TEAM Platform - UX and UI - TEAM Platform - Shared Visits Enhanced Search
Tapping the search icon revealed the extended search, where administrators could filter by specific NPI codes (treatments), specialties, facilities, or more general areas of a city, county, or state.

Perception Health Website DesignPerception Health Website Design

Website - Creative Direction, Design, Copywriting, and UX and UI
“We make bold statements like that because we can support them.” This was one of the first things I heard from the team at Perception. They had the data, and they had proven that they knew how to mine it. These are just a couple of the many bold claims I wrote for the website.

Care Product Collateral

Product Collateral
This was an at-a-glance product description for trade show hand-outs.

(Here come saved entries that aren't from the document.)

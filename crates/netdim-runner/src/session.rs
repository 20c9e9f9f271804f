//! Interactive dimensioning session.
//!
//! The session owns one parameter set per network type and the results of the
//! selected one. Every mutation recomputes the results in full and then calls
//! the subscribed observers, in subscription order, exactly once.

use crate::error::RunnerResult;
use netdim_core::{
    breakdown, compute_with_constants, Breakdown, DimensioningConstants, NetworkType,
    ParameterDef, ParameterSet, ResultSet,
};
use netdim_report::{ReportMetadata, Snapshot};
use std::fmt;
use tracing::{debug, trace, warn};

/// What caused a recomputation.
#[derive(Debug, Clone, Copy, PartialEq)]
pub enum Trigger {
    /// Another network type was selected.
    Select,
    /// A parameter of the selected network changed.
    Parameter(&'static str),
    /// A whole parameter set was replaced (project load, snapshot import).
    Replace,
    /// The selected network went back to its startup values.
    Reset,
}

impl fmt::Display for Trigger {
    fn fmt(&self, f: &mut fmt::Formatter<'_>) -> fmt::Result {
        match self {
            Trigger::Select => write!(f, "select"),
            Trigger::Parameter(name) => write!(f, "set {}", name),
            Trigger::Replace => write!(f, "replace"),
            Trigger::Reset => write!(f, "reset"),
        }
    }
}

/// Notification sent to observers after each recomputation.
#[derive(Debug, Clone, Copy, PartialEq)]
pub struct Recomputation {
    /// Network the results belong to.
    pub network: NetworkType,
    /// Parameters the results were computed from.
    pub parameters: ParameterSet,
    /// Fresh results.
    pub results: ResultSet,
    /// Mutation that caused the recomputation.
    pub trigger: Trigger,
}

/// Callback invoked after every recomputation.
pub type Observer = Box<dyn FnMut(&Recomputation)>;

/// Parameter sets, the selected network and its current results.
pub struct Session {
    network: NetworkType,
    parameters: [ParameterSet; 5],
    startup: [ParameterSet; 5],
    constants: DimensioningConstants,
    results: ResultSet,
    observers: Vec<Observer>,
}

fn slot(network: NetworkType) -> usize {
    match network {
        NetworkType::Gsm => 0,
        NetworkType::Umts => 1,
        NetworkType::Lte => 2,
        NetworkType::Microwave => 3,
        NetworkType::Optical => 4,
    }
}

impl Session {
    /// Session on GSM with default parameters and constants.
    pub fn new() -> Self {
        Self::with_startup(
            NetworkType::Gsm,
            std::iter::empty::<ParameterSet>(),
            DimensioningConstants::default(),
        )
    }

    /// Session with custom startup parameters. Networks missing from
    /// `startup` start from their defaults.
    pub fn with_startup(
        network: NetworkType,
        startup: impl IntoIterator<Item = ParameterSet>,
        constants: DimensioningConstants,
    ) -> Self {
        let mut sets = NetworkType::ALL.map(ParameterSet::defaults);
        for params in startup {
            sets[slot(params.network())] = params;
        }
        let results = compute_with_constants(&sets[slot(network)], &constants);
        Self {
            network,
            parameters: sets,
            startup: sets,
            constants,
            results,
            observers: Vec::new(),
        }
    }

    /// Selected network type.
    pub fn network(&self) -> NetworkType {
        self.network
    }

    /// Parameters of the selected network.
    pub fn parameters(&self) -> &ParameterSet {
        &self.parameters[slot(self.network)]
    }

    /// Parameters of any network, selected or not.
    pub fn parameters_for(&self, network: NetworkType) -> &ParameterSet {
        &self.parameters[slot(network)]
    }

    /// Results of the selected network.
    pub fn results(&self) -> &ResultSet {
        &self.results
    }

    /// Planning constants in use.
    pub fn constants(&self) -> &DimensioningConstants {
        &self.constants
    }

    /// Intermediate quantities behind the current results.
    pub fn breakdown(&self) -> Breakdown {
        breakdown(self.parameters(), &self.constants)
    }

    /// Snapshot of the current parameters and results.
    pub fn snapshot(&self, metadata: &ReportMetadata) -> Snapshot {
        Snapshot::new(*self.parameters(), self.results, metadata.clone())
    }

    /// Register an observer.
    pub fn subscribe<F>(&mut self, observer: F)
    where
        F: FnMut(&Recomputation) + 'static,
    {
        self.observers.push(Box::new(observer));
    }

    /// Switch to another network type.
    pub fn select(&mut self, network: NetworkType) -> &ResultSet {
        self.network = network;
        self.recompute(Trigger::Select)
    }

    /// Set a parameter from user-entered text; non-numeric text reads as zero.
    pub fn set_param(&mut self, name: &str, raw: &str) -> RunnerResult<&ResultSet> {
        let def = self.parameters[slot(self.network)].set_raw(name, raw)?;
        Ok(self.after_set(def))
    }

    /// Set a parameter to a number.
    pub fn set_value(&mut self, name: &str, value: f64) -> RunnerResult<&ResultSet> {
        let def = self.parameters[slot(self.network)].set(name, value)?;
        Ok(self.after_set(def))
    }

    /// Apply a `name=value` assignment to the selected network.
    pub fn apply_assignment(&mut self, assignment: &str) -> RunnerResult<&ResultSet> {
        let def = self.parameters[slot(self.network)].apply_assignment(assignment)?;
        Ok(self.after_set(def))
    }

    /// Replace the parameters of a network and select it.
    pub fn replace_parameters(&mut self, parameters: ParameterSet) -> &ResultSet {
        self.network = parameters.network();
        self.parameters[slot(self.network)] = parameters;
        self.recompute(Trigger::Replace)
    }

    /// Restore the selected network's startup parameters.
    pub fn reset(&mut self) -> &ResultSet {
        let index = slot(self.network);
        self.parameters[index] = self.startup[index];
        self.recompute(Trigger::Reset)
    }

    fn after_set(&mut self, def: &'static ParameterDef) -> &ResultSet {
        let value = self.parameters().get(def.name).unwrap_or(f64::NAN);
        if !def.is_within_bounds(value) {
            let range = def.range_label().unwrap_or_default();
            warn!(
                network = %self.network,
                parameter = def.name,
                value,
                range = %range,
                "value outside the suggested range"
            );
        }
        self.recompute(Trigger::Parameter(def.name))
    }

    fn recompute(&mut self, trigger: Trigger) -> &ResultSet {
        let parameters = *self.parameters();
        self.results = compute_with_constants(&parameters, &self.constants);
        debug!(
            network = %self.network,
            %trigger,
            sites = self.results.sites,
            capacity = %self.results.capacity,
            coverage = self.results.coverage,
            cost = self.results.cost,
            "recomputed"
        );

        let event = Recomputation {
            network: self.network,
            parameters,
            results: self.results,
            trigger,
        };
        for (i, observer) in self.observers.iter_mut().enumerate() {
            trace!(observer = i, "notifying observer");
            observer(&event);
        }
        &self.results
    }
}

impl Default for Session {
    fn default() -> Self {
        Self::new()
    }
}

impl fmt::Debug for Session {
    fn fmt(&self, f: &mut fmt::Formatter<'_>) -> fmt::Result {
        f.debug_struct("Session")
            .field("network", &self.network)
            .field("parameters", self.parameters())
            .field("results", &self.results)
            .field("observers", &self.observers.len())
            .finish()
    }
}
//! Numeric helpers shared by the formulas: input parsing, rounding and
//! site-count clamping.

/// Parse a user-entered number, falling back to zero.
///
/// Surrounding whitespace is ignored and the longest numeric prefix is used,
/// so `"12abc"` reads as 12 and `"1e3 km"` as 1000. Empty, non-numeric and
/// non-finite input all read as 0.
///
/// # Example
///
/// ```
/// use netdim_core::parse_or_zero;
///
/// assert_eq!(parse_or_zero("2.5"), 2.5);
/// assert_eq!(parse_or_zero("40 km"), 40.0);
/// assert_eq!(parse_or_zero("abc"), 0.0);
/// ```
pub fn parse_or_zero(input: &str) -> f64 {
    let prefix = numeric_prefix(input.trim());
    match prefix.parse::<f64>() {
        Ok(value) if value.is_finite() => value,
        _ => 0.0,
    }
}

/// Longest prefix of `s` that forms a decimal number with optional sign,
/// fraction and exponent.
fn numeric_prefix(s: &str) -> &str {
    let bytes = s.as_bytes();
    let len = bytes.len();
    let mut i = 0;

    if i < len && (bytes[i] == b'+' || bytes[i] == b'-') {
        i += 1;
    }

    let int_start = i;
    while i < len && bytes[i].is_ascii_digit() {
        i += 1;
    }
    let mut mantissa_digits = i - int_start;

    if i < len && bytes[i] == b'.' {
        i += 1;
        let frac_start = i;
        while i < len && bytes[i].is_ascii_digit() {
            i += 1;
        }
        mantissa_digits += i - frac_start;
    }

    if mantissa_digits == 0 {
        return "";
    }

    let mut end = i;
    if i < len && (bytes[i] == b'e' || bytes[i] == b'E') {
        let mut j = i + 1;
        if j < len && (bytes[j] == b'+' || bytes[j] == b'-') {
            j += 1;
        }
        let exp_start = j;
        while j < len && bytes[j].is_ascii_digit() {
            j += 1;
        }
        // An exponent marker without digits is not part of the number.
        if j > exp_start {
            end = j;
        }
    }

    &s[..end]
}

/// Round half up (towards positive infinity), the rule used for every
/// rounded output.
pub fn round_half_up(value: f64) -> f64 {
    (value + 0.5).floor()
}

/// Round half up to a fixed number of decimals.
pub fn round_to(value: f64, decimals: u32) -> f64 {
    let scale = 10f64.powi(decimals as i32);
    round_half_up(value * scale) / scale
}

/// Number of sites needed to cover `quantity` units, rounded up.
///
/// Non-finite and non-positive quantities need no sites; large counts
/// saturate at `u32::MAX`.
pub fn site_count(quantity: f64) -> u32 {
    if !quantity.is_finite() || quantity <= 0.0 {
        return 0;
    }
    let sites = quantity.ceil();
    if sites >= u32::MAX as f64 {
        u32::MAX
    } else {
        sites as u32
    }
}

/// Replace a non-finite value with zero.
pub fn finite_or_zero(value: f64) -> f64 {
    if value.is_finite() {
        value
    } else {
        0.0
    }
}

/// Round a percentage half up and clamp it to `[0, 100]`.
pub fn percentage(value: f64) -> u32 {
    if !value.is_finite() {
        return 0;
    }
    round_half_up(value).clamp(0.0, 100.0) as u32
}

/// Format a number the way result labels show it: no trailing `.0` on whole
/// values and no negative zero.
pub fn format_number(value: f64) -> String {
    if value == 0.0 {
        return "0".to_string();
    }
    format!("{}", value)
}

#[cfg(test)]
mod tests {
    use super::*;

    #[test]
    fn test_parse_plain_numbers() {
        assert_eq!(parse_or_zero("100"), 100.0);
        assert_eq!(parse_or_zero("0.2"), 0.2);
        assert_eq!(parse_or_zero("-10"), -10.0);
        assert_eq!(parse_or_zero("+3"), 3.0);
        assert_eq!(parse_or_zero(".5"), 0.5);
        assert_eq!(parse_or_zero("5."), 5.0);
        assert_eq!(parse_or_zero("  42  "), 42.0);
    }

    #[test]
    fn test_parse_numeric_prefix() {
        assert_eq!(parse_or_zero("12abc"), 12.0);
        assert_eq!(parse_or_zero("1e3x"), 1000.0);
        assert_eq!(parse_or_zero("2e"), 2.0);
        assert_eq!(parse_or_zero("2e+"), 2.0);
        assert_eq!(parse_or_zero("1.5.3"), 1.5);
        assert_eq!(parse_or_zero("7 km"), 7.0);
    }

    #[test]
    fn test_parse_defaults_to_zero() {
        assert_eq!(parse_or_zero(""), 0.0);
        assert_eq!(parse_or_zero("   "), 0.0);
        assert_eq!(parse_or_zero("abc"), 0.0);
        assert_eq!(parse_or_zero("-"), 0.0);
        assert_eq!(parse_or_zero("."), 0.0);
        assert_eq!(parse_or_zero("NaN"), 0.0);
        assert_eq!(parse_or_zero("inf"), 0.0);
        assert_eq!(parse_or_zero("1e999"), 0.0);
    }

    #[test]
    fn test_round_half_up() {
        assert_eq!(round_half_up(2.5), 3.0);
        assert_eq!(round_half_up(2.49), 2.0);
        assert_eq!(round_half_up(-2.5), -2.0);
        assert_eq!(round_half_up(-2.6), -3.0);
        assert_eq!(round_half_up(99.9), 100.0);
    }

    #[test]
    fn test_round_to() {
        assert_eq!(round_to(52.444_6, 1), 52.4);
        assert_eq!(round_to(300.0, 2), 300.0);
        assert_eq!(round_to(1.234_5, 2), 1.23);
        assert_eq!(round_to(-6.04, 1), -6.0);
    }

    #[test]
    fn test_site_count() {
        assert_eq!(site_count(7.96), 8);
        assert_eq!(site_count(37.5), 38);
        assert_eq!(site_count(38.0), 38);
        assert_eq!(site_count(0.0), 0);
        assert_eq!(site_count(-4.0), 0);
        assert_eq!(site_count(f64::NAN), 0);
        assert_eq!(site_count(f64::INFINITY), 0);
        assert_eq!(site_count(1e12), u32::MAX);
    }

    #[test]
    fn test_finite_or_zero() {
        assert_eq!(finite_or_zero(3.5), 3.5);
        assert_eq!(finite_or_zero(f64::INFINITY), 0.0);
        assert_eq!(finite_or_zero(f64::NAN), 0.0);
    }

    #[test]
    fn test_percentage() {
        assert_eq!(percentage(99.9), 100);
        assert_eq!(percentage(49.5), 50);
        assert_eq!(percentage(477.5), 100);
        assert_eq!(percentage(-3.0), 0);
        assert_eq!(percentage(f64::NAN), 0);
    }

    #[test]
    fn test_format_number() {
        assert_eq!(format_number(2432.0), "2432");
        assert_eq!(format_number(11.0), "11");
        assert_eq!(format_number(10.5), "10.5");
        assert_eq!(format_number(-0.0), "0");
        assert_eq!(format_number(-6.1), "-6.1");
    }
}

Window of Care Infographic

Infographic Design and Copywriting
Healthcare is full of confusing terminology. Not just doctor-speak, but analysts, marketers, and the c-suite all have their own language. As big as the industry is, we were continually having to educate someone about something.

In this case, “Windows of Care” is a term that measures the number of times a patient was treated (for the same issue or multiple issues) within a rolling 30 day time period. As simple as it may seem to some, the concept was a snagging point for many.

Perception Health Organization Brief

Organization Brief Sales Product - UX and UI
Without fail, anyone who sat for a 5-minute organizational brief would be amazed at how much detail could be revealed about their organization. The problem was getting them to agree to a meeting. So, we came up with an overview scenario. We would run the high-level numbers of a particular facility (usually one of the worst in a given network), then send that report to a prospective customer.

You can see that Physician Loyalty, Patient Loyalty, and Market Share were the primary measures in this mockup. Assuming the numbers were good, they were color-coded as green. If they were bad, the color was red. If they teetered on the edge of bad, they saw the yellow color.

These three numbers, plus a “leakage top 10” list of the most inefficient referral resources in their network, served as clear action items that administrators could act on immediately. But nearly every time anyone with P&L responsibility saw the report, we got a meeting.